Well, OK, you have come up with an expression that relates two functions in an equality.  Rarely will that apply because there is noise.

A simple expansion using that idea would be:

s1(t)+n1(t) ~? K.s2(a.t)+n2(t)

where n2(t) could just as easily be K.n2(a.t).  But it *is* noise so maybe that's better and maybe it isn't.

Also, I've used ~? to indicate a comparision measure because that's really what you asked for.

I don't believe that proportionality is necessarily a good measure of similarity, particularly in the noisy cases.  Correlation is the best measure that I know of.  Without referring to texts on the subject, I'd simply say that:

Correlation of 1.0 is perfect "similarity".

Correlation of 0 is "no similarity"

Correlation of -1.0 is perfect "similarity" with opposite sign.

Perhaps a more compact way of saying this is:

Magnitude of correlation of 1.0 is "perfectly similar".

Magnitude of correlation of 0 is "perfectly dissimilar".

Magnitude of correlation between 0 and 1 is "somewhat similar".

But, in fact, using "similar" in place of "correlated" seems that one is adding an unnecessary term in our language.  I'd simply stick with "correlated" or "correlation coefficient".  Then one can add "under time compression / expansion" if need be.
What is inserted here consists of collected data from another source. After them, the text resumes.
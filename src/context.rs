//! Per-invocation correlation state.
//!
//! A [`RecordContext`] is established before a handler runs, either from the
//! headers of the consumed message or freshly for a start-step invocation,
//! and is passed explicitly through dispatch, handler, and routing. It lives
//! for exactly one step's execution; between hops the same facts travel only
//! in envelope headers. Handlers that spawn further concurrent work must
//! clone the context and hand it down themselves.

use chrono::Utc;
use uuid::Uuid;

use crate::envelope::EnvelopeHeaders;

/// Correlation state for one in-flight step invocation.
#[derive(Clone, Debug, PartialEq, Eq)]
pub struct RecordContext {
    /// Opaque token identifying one logical process instance across hops.
    pub correlation_id: String,
    /// Owning process name.
    pub process: String,
    /// Name of the event that triggered this invocation. `"Start"` for
    /// start-step invocations.
    pub triggering_event: String,
    /// Epoch millis at which this invocation began.
    pub started_at: i64,
    /// Epoch millis at which the whole process instance began.
    pub instance_started_at: i64,
}

/// Source name announced by start steps, which consume nothing.
pub const START_SOURCE: &str = "Start";

impl RecordContext {
    /// Open a fresh process instance: new correlation id, both clocks set to
    /// now. Used by start-step invocations.
    pub fn new_instance(process: impl Into<String>) -> Self {
        let now = Utc::now().timestamp_millis();
        Self {
            correlation_id: Uuid::new_v4().to_string(),
            process: process.into(),
            triggering_event: START_SOURCE.to_string(),
            started_at: now,
            instance_started_at: now,
        }
    }

    /// Continue an existing instance from the headers of a consumed message.
    /// The invocation clock restarts; the instance clock propagates.
    pub fn from_headers(headers: &EnvelopeHeaders) -> Self {
        Self {
            correlation_id: headers.correlation_id.clone(),
            process: headers.process.clone(),
            triggering_event: headers.target_event.clone(),
            started_at: Utc::now().timestamp_millis(),
            instance_started_at: headers.instance_start_time,
        }
    }

    /// Millis elapsed since this invocation began.
    pub fn elapsed_millis(&self) -> i64 {
        Utc::now().timestamp_millis() - self.started_at
    }
}

#[cfg(test)]
mod tests {
    use super::*;

    #[test]
    fn fresh_instances_never_share_correlation_ids() {
        let a = RecordContext::new_instance("orders");
        let b = RecordContext::new_instance("orders");
        assert_ne!(a.correlation_id, b.correlation_id);
        assert_eq!(a.triggering_event, START_SOURCE);
        assert_eq!(a.started_at, a.instance_started_at);
    }
}
//! The public face of the sync layer.
//!
//! [`SyncEngine`] owns the shared [`Store`] and one scheduler worker per
//! registered backend. Applications talk to it three ways:
//!
//! - [`SyncEngine::dispatch`] applies a [`Transition`] to the state and
//!   hands the before/after snapshots to every worker, which decides for
//!   itself whether its backend cares.
//! - the load methods pull account lists, document listings, and document
//!   content out of storage into the state. Loads go straight to the
//!   backend; only writes go through the schedulers.
//! - [`SyncEngine::flush_now`] / [`SyncEngine::flush_all`] /
//!   [`SyncEngine::status`] expose the write side for shutdown hooks and
//!   sync indicators.
//!
//! Failed loads come back as `Err` and change nothing. Failed writes are the
//! schedulers' problem: they keep the delta and retry on the next trigger,
//! surfacing the error through [`SyncEngine::status`].

use std::collections::HashMap;
use std::sync::Arc;

use futures_util::future::join_all;

use crate::error::{Result, TallyError};
use crate::state::{Document, DocumentId, State, Store, Transition};
use crate::sync::backend::{Backend, BackendKind};
use crate::sync::scheduler::SchedulerHandle;

/// Sync bookkeeping for one backend, as reported by [`SyncEngine::status`].
#[derive(Debug, Clone)]
pub struct SyncStatus {
    /// Which backend this status describes.
    pub kind: BackendKind,
    /// Whether changes are waiting to be flushed.
    pub dirty: bool,
    /// The last flush failure, if no flush has succeeded since.
    pub last_rejection: Option<String>,
    /// When the backend last confirmed a flush, in epoch milliseconds.
    pub last_synced_at: Option<i64>,
}

/// Orchestrates the store, the backends, and their scheduler workers.
pub struct SyncEngine {
    store: Arc<Store>,
    backends: HashMap<BackendKind, Arc<dyn Backend>>,
    handles: HashMap<BackendKind, SchedulerHandle>,
}

impl SyncEngine {
    /// Build an engine over the given backends, spawning one scheduler
    /// worker per backend. Each kind may appear at most once.
    pub fn new(backends: Vec<Arc<dyn Backend>>) -> Result<Self> {
        let store = Arc::new(Store::default());
        let mut by_kind: HashMap<BackendKind, Arc<dyn Backend>> = HashMap::new();
        let mut handles = HashMap::new();
        for backend in backends {
            let kind = backend.kind();
            if by_kind.contains_key(&kind) {
                return Err(TallyError::DuplicateBackend { kind });
            }
            handles.insert(kind, SchedulerHandle::spawn(backend.clone(), store.clone()));
            by_kind.insert(kind, backend);
        }
        Ok(SyncEngine {
            store,
            backends: by_kind,
            handles,
        })
    }

    /// A copy of the current state.
    pub fn snapshot(&self) -> State {
        self.store.snapshot()
    }

    /// Apply a transition and notify every scheduler worker.
    ///
    /// When the transition changed the account list, the new list is also
    /// persisted through the local backend, which is where accounts live.
    pub async fn dispatch(&self, transition: Transition) -> Result<()> {
        let (previous, next) = self.store.apply(&transition);
        for handle in self.handles.values() {
            handle.notify_change(previous.clone(), next.clone());
        }

        if previous.account_list() != next.account_list() {
            if let Some(local) = self.backends.get(&BackendKind::Local) {
                local.save_accounts(&next.account_list()).await?;
            }
        }
        Ok(())
    }

    /// Populate the state from storage: optionally the persisted account
    /// list, then every account's document listing.
    ///
    /// Listings are fetched concurrently and merged into the state in one
    /// transition. One unreachable account never hides the others: every
    /// successful listing still lands, and the first failure is returned
    /// after the merge. Documents arrive unloaded; content follows through
    /// [`SyncEngine::load_document`].
    pub async fn load_documents(&self, load_accounts: bool) -> Result<()> {
        if load_accounts {
            if let Some(local) = self.backends.get(&BackendKind::Local) {
                let accounts = local.load_accounts().await?;
                if !accounts.is_empty() {
                    self.dispatch(Transition::SetAccounts { accounts }).await?;
                }
            }
        }

        let accounts = self.store.snapshot().account_list();
        let listings = join_all(accounts.iter().map(|account| {
            let backend = self.backends.get(&account.kind).cloned();
            async move {
                match backend {
                    Some(backend) => backend.load_documents(account).await,
                    None => Err(TallyError::NoBackend { kind: account.kind }),
                }
            }
        }))
        .await;

        let mut locations = Vec::new();
        let mut first_failure = None;
        for (account, listing) in accounts.iter().zip(listings) {
            match listing {
                Ok(listed) => locations.extend(listed),
                Err(err) => {
                    log::warn!("[SyncEngine] listing \"{}\" failed: {err}", account.name);
                    if first_failure.is_none() {
                        first_failure = Some(err);
                    }
                }
            }
        }
        log::debug!(
            "[SyncEngine] enumerated {} document(s) across {} account(s)",
            locations.len(),
            accounts.len()
        );
        if !locations.is_empty() {
            self.dispatch(Transition::SetDocumentStorageLocations { locations })
                .await?;
        }
        match first_failure {
            Some(err) => Err(err),
            None => Ok(()),
        }
    }

    /// Materialize one document's content from its backend.
    ///
    /// Already-loaded documents come straight from the state. After the
    /// backend read, the document is re-resolved: if it was deleted or
    /// reassigned to a different account while the load was in flight, the
    /// load aborts and dispatches nothing. On success the content enters
    /// the state and the owning scheduler records it as what storage holds,
    /// so a reload is never mistaken for an edit.
    pub async fn load_document(&self, id: DocumentId) -> Result<Document> {
        let snapshot = self.store.snapshot();
        if snapshot.is_loaded(id) {
            return snapshot.document(id);
        }
        if !snapshot.documents.contains(&id) {
            return Err(TallyError::UnknownDocument { id });
        }
        let location = snapshot
            .locations
            .get(&id)
            .cloned()
            .ok_or(TallyError::UnknownDocument { id })?;
        let account = snapshot
            .account(location.account_id)
            .ok_or(TallyError::UnknownAccount {
                id: location.account_id,
            })?;
        let backend = self
            .backends
            .get(&account.kind)
            .cloned()
            .ok_or(TallyError::NoBackend { kind: account.kind })?;

        let document = backend.load_document(&account, &location).await?;

        let current = self.store.snapshot();
        if !current.documents.contains(&id) {
            return Err(TallyError::UnknownDocument { id });
        }
        if current.locations.get(&id).map(|row| row.account_id) != Some(location.account_id) {
            log::warn!("[SyncEngine] document {id} changed hands during load, discarding");
            return Err(TallyError::DocumentMoved { id });
        }

        self.dispatch(Transition::SetDocumentContent {
            id,
            document: document.clone(),
        })
        .await?;
        if let Some(handle) = self.handles.get(&account.kind) {
            handle.note_loaded(id, document.clone());
        }
        Ok(document)
    }

    /// Flush one backend's pending delta immediately, skipping any open
    /// debounce window.
    pub async fn flush_now(&self, kind: BackendKind) -> Result<()> {
        self.handle(kind)?.flush_now().await
    }

    /// Flush every backend, returning the first failure after all have been
    /// attempted.
    pub async fn flush_all(&self) -> Result<()> {
        let results = join_all(self.handles.values().map(|handle| handle.flush_now())).await;
        results.into_iter().collect()
    }

    /// Inspect one backend's sync bookkeeping.
    pub async fn status(&self, kind: BackendKind) -> Result<SyncStatus> {
        let status = self.handle(kind)?.status().await?;
        Ok(SyncStatus {
            kind,
            dirty: status.dirty,
            last_rejection: status.rejection,
            last_synced_at: status.last_synced_at,
        })
    }

    /// Flush everything, then stop the workers.
    pub async fn shutdown(self) -> Result<()> {
        self.flush_all().await
    }

    fn handle(&self, kind: BackendKind) -> Result<&SchedulerHandle> {
        self.handles
            .get(&kind)
            .ok_or(TallyError::NoBackend { kind })
    }
}
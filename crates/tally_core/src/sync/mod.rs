//! Document synchronization.
//!
//! What happens to a change, in order:
//!
//! 1. [`SyncEngine::dispatch`](engine::SyncEngine::dispatch) applies a
//!    [`Transition`](crate::state::Transition) to the shared store and hands
//!    the before/after snapshot pair to every backend's scheduler worker.
//! 2. The worker diffs the pair ([`diff`]) and folds the result into its
//!    pending delta. Structural changes flush at once; content edits wait
//!    out a [`debounce`] window.
//! 3. A flush turns the delta into save/remove operations and calls the
//!    backend's [`update_store`](backend::Backend::update_store), never with
//!    more than one call in flight per backend.
//! 4. The local backend compiles its operations into a minimal key-value
//!    [`patch`]; the Drive backend rewrites whole files.
//! 5. Confirmed storage locations land back in the store and the worker's
//!    checkpoint advances, so the next diff starts from exactly what
//!    storage holds.

pub mod backend;
pub mod debounce;
pub mod diff;
pub mod drive;
pub mod engine;
pub mod local;
pub mod patch;
mod scheduler;

pub use backend::{
    Backend, BackendKind, ConfirmedLocations, StorageLocation, StorageOperation, StorageSlot,
    UpdateContext,
};
pub use drive::{DriveBackend, DriveClient, DriveFile};
pub use engine::{SyncEngine, SyncStatus};
pub use local::LocalBackend;
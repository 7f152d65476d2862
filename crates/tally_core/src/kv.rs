//! Key-value storage primitives for the local backend.
//!
//! [`KvStore`] is the narrow seam the local backend writes through: string
//! keys, string values, batch variants so a whole flush lands in one read
//! pass and one write pass. [`DirKv`] is the shipping implementation, one
//! file per key under a root directory.

use std::io;
use std::path::{Path, PathBuf};

use async_trait::async_trait;

use crate::error::{Result, TallyError};

/// Async string key-value store.
#[async_trait]
pub trait KvStore: Send + Sync {
    /// Read one key. `Ok(None)` when absent.
    async fn get(&self, key: &str) -> Result<Option<String>>;

    /// Write one key.
    async fn set(&self, key: &str, value: &str) -> Result<()>;

    /// Remove one key. Removing an absent key is not an error.
    async fn remove(&self, key: &str) -> Result<()>;

    /// Read a batch of keys, preserving order. Absent keys yield `None`.
    async fn multi_get(&self, keys: &[String]) -> Result<Vec<(String, Option<String>)>> {
        let mut out = Vec::with_capacity(keys.len());
        for key in keys {
            out.push((key.clone(), self.get(key).await?));
        }
        Ok(out)
    }

    /// Write a batch of pairs.
    async fn multi_set(&self, pairs: &[(String, String)]) -> Result<()> {
        for (key, value) in pairs {
            self.set(key, value).await?;
        }
        Ok(())
    }

    /// Remove a batch of keys.
    async fn multi_remove(&self, keys: &[String]) -> Result<()> {
        for key in keys {
            self.remove(key).await?;
        }
        Ok(())
    }
}

/// File-per-key store under a root directory.
///
/// Keys contain `:` and `/` separators, so each key is escaped into a single
/// flat file name; no directory hierarchy is created per key.
#[derive(Debug, Clone)]
pub struct DirKv {
    root: PathBuf,
}

impl DirKv {
    /// Store keys under `root`. The directory is created on first write.
    pub fn new(root: impl Into<PathBuf>) -> Self {
        DirKv { root: root.into() }
    }

    /// Root directory of this store.
    pub fn root(&self) -> &Path {
        &self.root
    }

    fn path_for(&self, key: &str) -> PathBuf {
        self.root.join(escape_key(key))
    }
}

/// Escape a key into a file name: alphanumerics, `.`, `_` and `-` pass
/// through, every other byte becomes `%XX`.
fn escape_key(key: &str) -> String {
    let mut out = String::with_capacity(key.len());
    for byte in key.bytes() {
        match byte {
            b'a'..=b'z' | b'A'..=b'Z' | b'0'..=b'9' | b'.' | b'_' | b'-' => {
                out.push(byte as char);
            }
            _ => out.push_str(&format!("%{byte:02X}")),
        }
    }
    out
}

#[async_trait]
impl KvStore for DirKv {
    async fn get(&self, key: &str) -> Result<Option<String>> {
        match tokio::fs::read_to_string(self.path_for(key)).await {
            Ok(value) => Ok(Some(value)),
            Err(e) if e.kind() == io::ErrorKind::NotFound => Ok(None),
            Err(e) => Err(TallyError::KvRead {
                key: key.to_string(),
                source: e,
            }),
        }
    }

    async fn set(&self, key: &str, value: &str) -> Result<()> {
        let write_err = |e| TallyError::KvWrite {
            key: key.to_string(),
            source: e,
        };
        tokio::fs::create_dir_all(&self.root).await.map_err(write_err)?;
        tokio::fs::write(self.path_for(key), value)
            .await
            .map_err(write_err)
    }

    async fn remove(&self, key: &str) -> Result<()> {
        match tokio::fs::remove_file(self.path_for(key)).await {
            Ok(()) => Ok(()),
            Err(e) if e.kind() == io::ErrorKind::NotFound => Ok(()),
            Err(e) => Err(TallyError::KvWrite {
                key: key.to_string(),
                source: e,
            }),
        }
    }
}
Then one can imagine a 3-D surface of correlation coefficients with K and a as the x-y dimensions.  The peak of the surface (or peaks) indicate the best correlation.  The caution of doing something like this is illuminated by the following:

Take two noiseless sinusoids of different frequencies 1.0 and Pi BY DEFINITON.  Are they correlated? No.  Are they "similar" - that's a matter of definition.  I's rather say that they are correlated at a time compression factor of ....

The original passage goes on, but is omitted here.